先生の後ろには新しく入った訓練生達が僕ら二人を見ている。
「ああ、そうだ、そう思って実戦に即した稽古を見せようと思ってね。
丁度いい。若い二人に相手をしてもらおうか・・・。」
「いやー、僕ら二人今稽古が終わった所で・・・。」
ミハイルは言い訳をして何とか逃れようとするが逃れられない。
と言うか、何時になったら無駄なことだと判るのだろうか?
「若いから問題は無いだろう。
さぁ、構えて。
実践に即した訓練だ。」
その日僕らは彼岸の端で老人が手を振ってる夢を見た。
「やれやれ、とんだ災難だ。」
「いやーすまねぇ。
まさか後ろに先生がいるとは思わなかった。」
僕とミハイルは実践稽古の見本として散々しごかれ、へばって地面に座っていた。
と言っても、いつも通りなのだが。
スカディ先生は僕らに稽古をつけた後、新しく入った者を相手に訓練を行っている。
相変わらずタフな先生だ。
「ミハイル、人数増えたよな・・・。」
「ああ、ここ数ヶ月で倍増している。」
僕らの住む国、
オロール王国の西にグレゴワール魔導帝国がある。
その魔道帝国の動きが活発化していると町の大人が言っていた。
訓練所に人が増えたのは不安に思った人が訓練に来ているのだろう。
ズダダダダダダダダ
「ニコラ!帰るわよ!!」
猛スピードで駆けてきたジュリアが僕を呼ぶ。
何時の間にか、帰る時間になっていた。
ジュリアも同じ様にここで戦闘訓練をしているが、弓術なので訓練は別の場所で行っている。
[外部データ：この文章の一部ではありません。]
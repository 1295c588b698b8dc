pub mod envelope;
pub mod error;
pub mod memory;
pub mod postgres;
pub mod repository;

pub use common::MessageId;
pub use envelope::{MessageEnvelope, MessageEnvelopeBuilder, Metadata};
pub use error::{RepositoryError, Result};
pub use memory::InMemoryRepository;
pub use postgres::PostgresRepository;
pub use repository::{ANY_POSITION, Repository, validate_envelope_for_write};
僕にはジュリアの護衛と言う役目があるので一緒に帰っていた。
ほとんど、僕が迎えに行くのだが、遅れてしまった。
今日、先生にしごかれたのが原因か?
それともその後の休憩が長かったからだろうか?
何にせよ、ジュリアの方が先にこちらへ迎えに来てしまった様だ。
どうやら僕が来るのをかなり待っていた様で、少し怒った顔をしている。
僕はやれやれと言った表情で立ち上がった。
「いいですか、ニコラ。
レディーを待たせるなんて紳士としてあってはならない事なのですよ。」
ジュリアに御小言をもらいながらアルバート商店まで一緒に帰る。
途中、王都の道を慌ただしく走る王国軍の兵士を多く見かけた。
王国の兵士があんなに急いで何かあったのだろうか?
僕たちのいつもの帰り道にはワーフルの露店などがあり、
僕やジュリアはよくそこでおやつを買っている。
だけど、今日はワーフルの露店は出ていなかった。
ワーフルだけではない、野菜売りの露店も宝飾の露店もない。
そしてその場所を王国兵士があわただしく走っている。
僕はその姿に何か得体の知れない不安を覚えるのだった。